OHAYOJEPANG - Saat udara mulai sejuk dan dedaunan berubah menjadi merah di Jepang, ada satu suara lembut yang mengalun di jalan-jalan sepi: panggilan khas penjual yaki-imo.
Seruan berirama “yaki-imo, yaki-imo” menandai datangnya musim gugur, sementara aroma ubi panggang menyebar di udara dingin malam.
Suara itu bukan sekadar ajakan membeli, melainkan penanda musim yang akrab di hati banyak orang Jepang.
Wangi ubi panggang yang manis berpadu dengan kesejukan udara menjadikan yaki-imo sebagai simbol kenyamanan sederhana di musim gugur.
Truk penjual yaki-imo yang menyusuri lingkungan perumahan dianggap sebagai bagian penting dari budaya musiman Jepang.
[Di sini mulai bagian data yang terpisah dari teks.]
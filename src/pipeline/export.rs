// src/pipeline/export.rs

//! Dump the stored graph and rankings to standalone files.

use std::fmt;
use std::path::{Path, PathBuf};
use std::str::FromStr;

use serde::Serialize;

use crate::error::Result;
use crate::storage::GraphStore;

/// Output encoding for exported tables.
#[derive(Debug, Clone, Copy, PartialEq, Eq, Default)]
pub enum ExportFormat {
    /// One pretty-printed array per file
    Json,
    /// One record per line
    #[default]
    Jsonl,
}

impl ExportFormat {
    pub fn extension(self) -> &'static str {
        match self {
            Self::Json => "json",
            Self::Jsonl => "jsonl",
        }
    }

    fn encode<T: Serialize>(self, records: &[T]) -> Result<Vec<u8>> {
        match self {
            Self::Json => Ok(serde_json::to_vec_pretty(records)?),
            Self::Jsonl => {
                let mut buffer = Vec::new();
                for record in records {
                    serde_json::to_writer(&mut buffer, record)?;
                    buffer.push(b'\n');
                }
                Ok(buffer)
            }
        }
    }
}

impl FromStr for ExportFormat {
    type Err = String;

    fn from_str(s: &str) -> std::result::Result<Self, Self::Err> {
        match s.to_ascii_lowercase().as_str() {
            "json" => Ok(Self::Json),
            "jsonl" => Ok(Self::Jsonl),
            other => Err(format!("unknown export format '{other}' (expected json or jsonl)")),
        }
    }
}

impl fmt::Display for ExportFormat {
    fn fmt(&self, f: &mut fmt::Formatter<'_>) -> fmt::Result {
        f.write_str(self.extension())
    }
}

/// Files written by [`export_graph`].
#[derive(Debug, Clone, PartialEq, Eq)]
pub struct ExportSummary {
    pub users: usize,
    pub edges: usize,
    pub rankings: usize,
    pub files: Vec<PathBuf>,
}

/// Write `users`, `edges` and `rankings` files into `out_dir`, replacing
/// earlier exports of the same format.
pub async fn export_graph(
    store: &dyn GraphStore,
    out_dir: &Path,
    format: ExportFormat,
) -> Result<ExportSummary> {
    tokio::fs::create_dir_all(out_dir).await?;

    let users = store.load_users().await?;
    let edges = store.load_edges().await?;
    let rankings = store.load_rankings().await?;

    let files = vec![
        write_table(out_dir, "users", format, &users).await?,
        write_table(out_dir, "edges", format, &edges).await?,
        write_table(out_dir, "rankings", format, &rankings).await?,
    ];
    log::info!(
        "Exported {} users, {} edges, {} rankings to {}",
        users.len(),
        edges.len(),
        rankings.len(),
        out_dir.display()
    );
    Ok(ExportSummary {
        users: users.len(),
        edges: edges.len(),
        rankings: rankings.len(),
        files,
    })
}

async fn write_table<T: Serialize>(
    out_dir: &Path,
    name: &str,
    format: ExportFormat,
    records: &[T],
) -> Result<PathBuf> {
    let path = out_dir.join(format!("{name}.{}", format.extension()));
    tokio::fs::write(&path, format.encode(records)?).await?;
    log::debug!("Wrote {} records to {}", records.len(), path.display());
    Ok(path)
}
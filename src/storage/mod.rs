//! Storage abstractions for crawl and ranking persistence.
//!
//! ## Directory Structure
//!
//! ```text
//! storage/
//! ├── users.jsonl           # Append-only user observations, merged on load
//! ├── edges.jsonl           # Append-only follow edges
//! ├── rankings.json         # Latest ranking per user
//! └── checkpoint.json       # Resumable crawl state
//! ```

pub mod local;
pub mod memory;
pub mod writer;

use std::collections::{BTreeSet, HashMap};

use async_trait::async_trait;

use crate::error::Result;
use crate::models::{CrawlCheckpoint, Edge, Ranking, User};

// Re-export for convenience
pub use local::LocalStorage;
pub use memory::MemoryStorage;
pub use writer::{PersistenceWriter, WriterReport};

/// Persistence boundary for the follow graph.
#[async_trait]
pub trait GraphStore: Send + Sync {
    /// Merge users into the store. Returns how many ids were new.
    async fn upsert_users(&self, users: &[User]) -> Result<usize>;

    /// Insert edges, ignoring duplicates. Returns how many were new.
    async fn upsert_edges(&self, edges: &[Edge]) -> Result<usize>;

    /// All users, sorted by id.
    async fn load_users(&self) -> Result<Vec<User>>;

    /// All edges, sorted.
    async fn load_edges(&self) -> Result<Vec<Edge>>;

    /// Replace rankings per user id.
    async fn upsert_rankings(&self, rankings: &[Ranking]) -> Result<()>;

    /// All rankings, highest hidden score first.
    async fn load_rankings(&self) -> Result<Vec<Ranking>>;

    async fn save_checkpoint(&self, checkpoint: &CrawlCheckpoint) -> Result<()>;

    async fn load_checkpoint(&self) -> Result<Option<CrawlCheckpoint>>;

    async fn clear_checkpoint(&self) -> Result<()>;
}

/// In-memory graph shared by the storage backends.
#[derive(Debug, Default)]
struct GraphTables {
    users: HashMap<String, User>,
    edges: BTreeSet<Edge>,
    rankings: HashMap<String, Ranking>,
}

impl GraphTables {
    /// Merged records for `users` without applying them: the new-id count
    /// and the records that differ from what is stored.
    fn stage_users(&self, users: &[User]) -> (usize, Vec<User>) {
        let mut staged: Vec<User> = Vec::new();
        let mut positions: HashMap<&str, usize> = HashMap::new();
        let mut inserted = 0;
        for user in users {
            if let Some(&i) = positions.get(user.id.as_str()) {
                staged[i].merge(user.clone());
                continue;
            }
            let merged = match self.users.get(&user.id) {
                Some(existing) => {
                    let mut merged = existing.clone();
                    merged.merge(user.clone());
                    if merged == *existing {
                        continue;
                    }
                    merged
                }
                None => {
                    inserted += 1;
                    user.clone()
                }
            };
            positions.insert(user.id.as_str(), staged.len());
            staged.push(merged);
        }
        (inserted, staged)
    }

    fn commit_users(&mut self, staged: &[User]) {
        for user in staged {
            self.users.insert(user.id.clone(), user.clone());
        }
    }

    /// Merge users; returns the new-id count and the records that changed.
    fn merge_users(&mut self, users: &[User]) -> (usize, Vec<User>) {
        let (inserted, changed) = self.stage_users(users);
        self.commit_users(&changed);
        (inserted, changed)
    }

    /// Edges not yet stored, deduplicated, in input order.
    fn stage_edges(&self, edges: &[Edge]) -> Vec<Edge> {
        let mut fresh = BTreeSet::new();
        edges
            .iter()
            .filter(|edge| !self.edges.contains(*edge) && fresh.insert(*edge))
            .cloned()
            .collect()
    }

    /// Insert edges; returns the ones not seen before.
    fn insert_edges(&mut self, edges: &[Edge]) -> Vec<Edge> {
        let inserted = self.stage_edges(edges);
        self.edges.extend(inserted.iter().cloned());
        inserted
    }

    fn sorted_users(&self) -> Vec<User> {
        let mut users: Vec<User> = self.users.values().cloned().collect();
        users.sort_by(|a, b| a.id.cmp(&b.id));
        users
    }

    fn upsert_rankings(&mut self, rankings: &[Ranking]) {
        for ranking in rankings {
            self.rankings
                .insert(ranking.user_id().to_string(), ranking.clone());
        }
    }

    fn sorted_rankings(&self) -> Vec<Ranking> {
        let mut rankings: Vec<Ranking> = self.rankings.values().cloned().collect();
        rankings.sort_by(|a, b| {
            b.result
                .hidden_score
                .total_cmp(&a.result.hidden_score)
                .then_with(|| a.user_id().cmp(b.user_id()))
        });
        rankings
    }
}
Mereka menyatukan rasa, kenangan, dan waktu dalam satu pengalaman hangat.
Baca juga:
Yaki-imo berarti “ubi panggang” dan dibuat dengan memanggang ubi utuh beserta kulitnya hingga menjadi lembut dan karamelisasi.
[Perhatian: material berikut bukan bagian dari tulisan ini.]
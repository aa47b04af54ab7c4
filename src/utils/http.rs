// src/utils/http.rs

//! HTTP client utilities.

use crate::error::Result;
use crate::models::CrawlerConfig;

/// Create a configured asynchronous HTTP client, optionally routed through a proxy.
pub fn create_async_client(
    config: &CrawlerConfig,
    proxy: Option<&str>,
) -> Result<reqwest::Client> {
    let mut builder = reqwest::Client::builder()
        .user_agent(&config.user_agent)
        .timeout(config.timeout())
        .gzip(true)
        .brotli(true)
        .deflate(true);
    if let Some(proxy_url) = proxy {
        builder = builder.proxy(reqwest::Proxy::all(proxy_url)?);
    }
    Ok(builder.build()?)
}

#[cfg(test)]
mod tests {
    use super::*;

    #[test]
    fn test_create_client_direct_and_proxied() {
        let config = CrawlerConfig::default();
        assert!(create_async_client(&config, None).is_ok());
        assert!(create_async_client(&config, Some("http://127.0.0.1:3128")).is_ok());
    }
}
// src/services/mod.rs

//! Upstream access: credential and proxy rotation, rate limiting, request
//! orchestration and the typed API built on top of them.

pub mod api;
pub mod client;
pub mod credentials;
pub mod endpoints;
pub mod proxies;
pub mod rate_limit;
pub mod timeline;

pub use api::{FollowingSource, SeedSource, SocialApi};
pub use client::{HttpRequest, HttpResponse, ReqwestTransport, RequestOrchestrator, Transport};
pub use credentials::{CredentialHandle, CredentialPool, CredentialState, PoolStats};
pub use endpoints::{ApiRequest, AuthKind, Endpoint, EndpointKind};
pub use proxies::{ProxyHandle, ProxyPool, ProxyStats};
pub use rate_limit::AdaptiveRateLimiter;
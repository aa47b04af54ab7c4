// src/graph/mod.rs

//! Follow-graph materialisation and ranking.
//!
//! The graph is an arena: nodes live in a table ordered by id and edges are
//! adjacency lists of node indices. Rankings are computed per run and the
//! graph is discarded afterwards.

pub mod analysis;
pub mod builder;
pub mod pagerank;

pub use analysis::{HiddenInfluencerAnalyzer, hidden_score};
pub use builder::{FollowGraph, GraphBuilder, GraphNode, GraphStats};
pub use pagerank::PageRankCalculator;
// src/models/credential.rs

//! Upstream API credentials.

use std::fmt;

use serde::{Deserialize, Serialize};

/// Secrets needed to authenticate one API session.
///
/// `Debug` output is masked; use [`Credential::label`] in logs.
#[derive(Clone, PartialEq, Eq, Serialize, Deserialize)]
pub struct Credential {
    /// Application bearer token
    pub bearer_token: String,

    /// CSRF token, sent as both cookie and header
    pub ct0: String,

    /// Session cookie
    pub auth_token: String,
}

impl Credential {
    pub fn new(
        bearer_token: impl Into<String>,
        ct0: impl Into<String>,
        auth_token: impl Into<String>,
    ) -> Self {
        Self {
            bearer_token: bearer_token.into(),
            ct0: ct0.into(),
            auth_token: auth_token.into(),
        }
    }

    /// Masked identifier safe for logs.
    pub fn label(&self) -> String {
        mask(&self.auth_token)
    }

    /// Value of the `cookie` request header.
    pub fn cookie_header(&self) -> String {
        format!("auth_token={}; ct0={}", self.auth_token, self.ct0)
    }
}

impl fmt::Debug for Credential {
    fn fmt(&self, f: &mut fmt::Formatter<'_>) -> fmt::Result {
        f.debug_struct("Credential")
            .field("bearer_token", &mask(&self.bearer_token))
            .field("ct0", &mask(&self.ct0))
            .field("auth_token", &mask(&self.auth_token))
            .finish()
    }
}

fn mask(secret: &str) -> String {
    let prefix: String = secret.chars().take(4).collect();
    format!("{prefix}***")
}
//! Pipeline entry points.
//!
//! - `SeedCollector`: Discover seed accounts from bio searches and lists
//! - `Crawler`: Expand the follow graph breadth-first from the seeds
//! - `run_ranking`: Rank the stored graph and persist the results
//! - `export_graph`: Dump users, edges and rankings to files

pub mod crawl;
pub mod export;
pub mod progress;
pub mod rank;
pub mod retry;
pub mod seed;

pub use crawl::{CrawlReport, CrawlState, Crawler, StopHandle};
pub use export::{ExportFormat, ExportSummary, export_graph};
pub use progress::{ProgressEvent, ProgressSink, ProgressSource};
pub use rank::{RankingOutcome, run_ranking};
pub use retry::RetryPolicy;
pub use seed::SeedCollector;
Proses pemanggangan yang lambat membuat gula alami dalam ubi keluar, menghasilkan rasa manis alami dan tekstur lembut yang menenangkan.
Dahulu, ubi ini dipanggang di atas batu kerikil panas atau arang dalam oven kecil di atas truk yang berkeliling kampung sambil memanggil pembeli.
Metode tersebut membuat panas merata, menghasilkan bagian dalam yang berwarna keemasan dan manis mendalam.